Recordó que Henry James había dicho sobre su muerte inminente: «¡Veo que llega, por fin, aquella cosa tan distinguida!». Si Berowne había pensado en tales términos, el lugar era de lo más incongruente para recibir tan honrosa visita. El cuarto tenía poco más de cuatro metros cuadrados y lo iluminaba un tubo fluorescente que cubría casi toda la longitud del techo. La única luz natural procedía de dos ventanas altas y curvadas. Las cubría por la parte exterior una tela metálica protectora, que parecía la de un gallinero y en la que se había acumulado el polvo de décadas enteras, de suerte que los cristales eran unos alvéolos cubiertos de mugre verdosa. Por su parte, el mobiliario parecía haber sido adquirido gradualmente a lo largo de los años, a base de donativos, de trastos desechados, y restos sin valor de antiguas ventas de objetos de ocasión. Frente a la puerta y debajo de las ventanas, había una antigua mesa de roble, con tres cajones a la derecha, uno de ellos sin asa. Sobre ella descansaba una sencilla cruz de roble, un secante muy usado sobre un vade de cuero, y un teléfono negro de modelo anticuado, cuyo auricular, descolgado, yacía a su lado.
Massingham comentó:
– Parece como si lo hubiera descolgado. ¿A quién se le ocurre llamar por teléfono precisamente cuando se está concentrando para cortarse la yugular?

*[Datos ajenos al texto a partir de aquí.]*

//! Watcher error types

use std::path::PathBuf;
use thiserror::Error;

/// Failure to set up observation for one path
///
/// These never escape [`PathWatcher::add`](crate::PathWatcher::add), which
/// logs them and leaves the path unobserved.
#[derive(Debug, Error)]
pub enum WatchError {
    /// The path to watch does not exist
    #[error("path does not exist: {0}")]
    NotFound(PathBuf),

    /// The path (or the target of its indirection file) could not be read
    #[error("failed to resolve {path}: {source}")]
    Resolve {
        path: PathBuf,
        #[source]
        source: std::io::Error,
    },

    /// A `.git` file that does not contain a `gitdir:` line
    #[error("malformed gitdir file: {0}")]
    BadGitFile(PathBuf),

    /// The native watch facility rejected the target
    #[error("failed to watch {path}: {source}")]
    Notify {
        path: PathBuf,
        #[source]
        source: notify::Error,
    },

    /// A noise pattern could not be compiled
    #[error("invalid ignore pattern: {0}")]
    Pattern(#[from] ignore::Error),

    /// Debounce timers need a tokio runtime
    #[error("watcher must be created inside a tokio runtime: {0}")]
    NoRuntime(#[from] tokio::runtime::TryCurrentError),
}

/// Result type for watcher operations
pub type Result<T> = std::result::Result<T, WatchError>;
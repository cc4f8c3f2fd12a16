//! Plain-text dashboard rendering

use crate::session::{RepoReport, ReviewResult, StatusResult};
use crate::util;
use collect::{PullRequest, RepoStatus, ReviewDecision};
use owo_colors::OwoColorize;
use std::path::Path;

pub const RULE: &str = "━━━━━━━━━━━━━━━━━━━━━━━━━━━━━━━━━━━━━━━━━━━━━━━━━━";

/// One dashboard line for a repository
pub fn status_line(index: usize, repo: &Path, status: &StatusResult) -> String {
    let label = format!("[{:>2}]", index);
    let name = util::display_path(repo);

    match status {
        Ok(status) => format!(
            "{} {}  {}",
            label.dimmed(),
            name.bold(),
            describe_status(status)
        ),
        Err(err) => format!(
            "{} {}  {} {}",
            label.dimmed(),
            name.bold(),
            "unavailable".red(),
            format!("({})", err.summary()).dimmed()
        ),
    }
}

/// Branch, divergence and working-tree counts
pub fn describe_status(status: &RepoStatus) -> String {
    let mut parts = Vec::new();

    let branch = status.branch.as_deref().unwrap_or("(detached)");
    parts.push(branch.cyan().to_string());

    if status.ahead > 0 {
        parts.push(format!("↑{}", status.ahead).green().to_string());
    }
    if status.behind > 0 {
        parts.push(format!("↓{}", status.behind).yellow().to_string());
    }

    if status.is_clean() {
        parts.push("clean".green().to_string());
    } else {
        if status.staged > 0 {
            parts.push(format!("+{}", status.staged).green().to_string());
        }
        if status.unstaged > 0 {
            parts.push(format!("~{}", status.unstaged).yellow().to_string());
        }
        if status.untracked > 0 {
            parts.push(format!("?{}", status.untracked).dimmed().to_string());
        }
        if status.conflicted > 0 {
            parts.push(format!("!{}", status.conflicted).red().to_string());
        }
    }

    parts.join(" ")
}

/// Closing line of a snapshot
pub fn summary_line(reports: &[RepoReport]) -> String {
    let unavailable = reports.iter().filter(|r| !r.is_available()).count();
    let dirty = reports
        .iter()
        .filter(|r| matches!(&r.status, Ok(status) if !status.is_clean()))
        .count();

    let mut line = util::plural(reports.len(), "repository", "repositories");
    if dirty > 0 {
        line.push_str(&format!(", {} with changes", dirty));
    }
    if unavailable > 0 {
        line.push_str(&format!(", {} unavailable", unavailable));
    }
    line
}

/// Detail lines for the selected repository
pub fn review_lines(repo: &Path, reviews: Option<&ReviewResult>) -> Vec<String> {
    let mut lines = vec![format!(
        "{} {}",
        "Pull requests:".bold(),
        util::display_path(repo).cyan()
    )];

    match reviews {
        None => lines.push(format!("  {}", "review collection is disabled".dimmed())),
        Some(Err(err)) => lines.push(format!("  {} {}", "unavailable:".red(), err)),
        Some(Ok(prs)) if prs.is_empty() => {
            lines.push(format!("  {}", "no open pull requests".dimmed()))
        }
        Some(Ok(prs)) => lines.extend(prs.iter().map(pull_request_line)),
    }
    lines
}

fn pull_request_line(pr: &PullRequest) -> String {
    let decision = match pr.review_decision {
        Some(d @ ReviewDecision::Approved) => d.label().green().to_string(),
        Some(d @ ReviewDecision::ChangesRequested) => d.label().red().to_string(),
        Some(d) => d.label().yellow().to_string(),
        None => String::new(),
    };
    let draft = if pr.is_draft {
        format!(" {}", "draft".dimmed())
    } else {
        String::new()
    };

    format!(
        "  {} {} {}{} {}",
        format!("#{}", pr.number).yellow(),
        pr.title,
        format!("({})", pr.head_ref_name).dimmed(),
        draft,
        decision
    )
    .trim_end()
    .to_string()
}

/// Keys understood by `vigil watch`
pub fn help_text() -> String {
    format!(
        "{}  {} select  {} refresh  {} quit",
        "Keys:".dimmed(),
        "<n>".cyan(),
        "r".cyan(),
        "q".cyan()
    )
}
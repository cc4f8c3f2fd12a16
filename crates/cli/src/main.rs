//! Vigil CLI - vigil command

use anyhow::Result;
use clap::{ArgAction, Parser, Subcommand};
use cli_lib::{cmd, logging};
use std::path::PathBuf;

/// Vigil - Live health dashboard for your local repositories
#[derive(Parser)]
#[command(name = "vigil")]
#[command(author, version, about, long_about = None)]
struct Cli {
    /// More log output (-v info, -vv debug, -vvv trace)
    #[arg(short, long, action = ArgAction::Count, global = true)]
    verbose: u8,

    /// Only log errors
    #[arg(short, long, global = true, conflicts_with = "verbose")]
    quiet: bool,

    /// Write logs to this file instead of stderr
    #[arg(long, global = true, value_name = "PATH")]
    log_file: Option<PathBuf>,

    #[command(subcommand)]
    command: Commands,
}

#[derive(Subcommand)]
enum Commands {
    /// Print the status of every repository once
    Status {
        /// Repositories to show (default: from the config file)
        paths: Vec<PathBuf>,
    },
    /// Show a live dashboard that updates as repositories change
    Watch {
        /// Repositories to watch (default: from the config file)
        paths: Vec<PathBuf>,
    },
    /// View and edit configuration
    #[command(subcommand)]
    Config(ConfigCommands),
}

#[derive(Subcommand)]
enum ConfigCommands {
    /// List all configuration values
    List,
    /// Print one value
    Get {
        /// Dotted key, e.g. fetch.subprocess_concurrency
        key: String,
    },
    /// Change one value
    Set {
        /// Dotted key, e.g. fetch.subprocess_concurrency
        key: String,
        /// New value (comma-separated for lists)
        value: String,
    },
    /// Show the config file location
    Path {
        /// Create the file with defaults if it does not exist
        #[arg(long)]
        create: bool,
    },
    /// Print an example configuration
    Example,
}

#[tokio::main]
async fn main() -> Result<()> {
    let cli = Cli::parse();

    let _log_guard = logging::init(cli.verbose, cli.quiet, cli.log_file.as_deref())?;

    match cli.command {
        Commands::Status { paths } => cmd::status::run(paths).await,
        Commands::Watch { paths } => cmd::watch::run(paths).await,
        Commands::Config(config_cmd) => match config_cmd {
            ConfigCommands::List => cmd::config::run_list().await,
            ConfigCommands::Get { key } => cmd::config::run_get(&key).await,
            ConfigCommands::Set { key, value } => cmd::config::run_set(&key, &value).await,
            ConfigCommands::Path { create } => cmd::config::run_path(create).await,
            ConfigCommands::Example => cmd::config::run_example().await,
        },
    }
}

– O bien su ejecutor no quiso correr el riesgo de que los cadáveres fuesen descubiertos demasiado temprano. Si al padre Barnes se le ocurría telefonear y no recibía contestación, lo más probable era que viniese aquí para comprobar si Berowne estaba bien. Si seguía oyendo la señal de comunicar, probablemente supondría que Berowne estaba haciendo una serie de llamadas, y dejarla de preocuparse.
– Tal vez consigamos una huella de palma de mano, señor.
– No lo creo, John. Si esto es asesinato, no nos las vemos con un necio.
Continuó su exploración. Con las manos enguantadas, abrió el cajón superior y encontró un bloque de papel blanco de cartas, barato, con el nombre de la iglesia como membrete, y una caja de sobres. Aparte de esto, el cajón no contenía nada interesante. Apoyadas en la pared de la izquierda había varias sillas de lona y metal bien apiladas, al parecer para ser utilizadas ocasionalmente por los miembros del consejo parroquial. Detrás de ellas había un archivador metálico de cinco cajones, y junto a él una pequeña librería con puertas de vidrio. La abrió y vio que contenía un surtido de viejos libros de oraciones, misales, folletos religiosos, y un montón de libritos con la historia de aquella iglesia. Había tan sólo dos sillones, uno a cada lado de la chimenea; uno era un mueble compacto y de color oscuro, tapizado con cuero ya deteriorado y provisto de un cojín hecho con labor de punto, y el otro era un sillón mugriento pero más moderno, con cojines fijos al armazón. Una de las sillas apiladas había sido sacada del montón. Colgaba de su respaldo una toalla blanca y sobre su asiento reposaba una bolsa de lona marrón, con la cremallera abierta. Massingham investigó cuidadosamente el contenido y dijo:
– Un par de pijamas, unos calcetines de repuesto y una servilleta que envolvía media hogaza de pan integral y un trozo de queso. Roquefort, a juzgar por su aspecto. Y también hay una manzana. Una Cox, si sirve de algo.